L'établissement d'un consensus est une exigence pour les organismes sociaux. Étant donné que nous travaillons en groupe, nous devons être en mesure de prendre nos informations et objectifs locaux et de les combiner avec les informations et objectifs de niveau social afin de prendre des décisions. Est-ce qu'une espèce de plante fait la même chose? Les plantes communiquent. Les plantes ont un niveau d'activité du système nerveux. Et les plantes apprennent.

Ces trois exigences sont tout ce qui est nécessaire pour parvenir à un consensus. Ainsi, des colonies de plantes partagent-elles des informations sur l'ensemble de la colonie et prennent-elles des décisions concernant l'orientation de leur croissance, par exemple? Si tel est le cas, ce résultat serait la preuve d'un niveau d'organisation extrêmement sophistiqué que nous ne constatons généralement que dans le règne animal.

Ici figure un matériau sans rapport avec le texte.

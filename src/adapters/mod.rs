//! Adapters - Infrastructure implementations of ports.
//!
//! Wire protocols, HTTP clients, and in-memory test doubles live here;
//! everything implements a trait from `crate::ports` so the channel and
//! kitchen layers never see a concrete transport or REST client.

pub mod http;
pub mod memory;
pub mod stomp;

J'espère vraiment que cet article a amené certaines personnes à réfléchir à nos propres perceptions de la réalité et de nous-mêmes. Nous considérons les choses d'un point de vue très humain, et par conséquent nous considérons que les choses qui paraissent plus humaines ont une plus grande importance. Les primates ont généralement une priorité plus élevée que les non-primates. Les animaux ont une priorité plus élevée que les plantes. Mais il est peut-être temps de repenser les choses.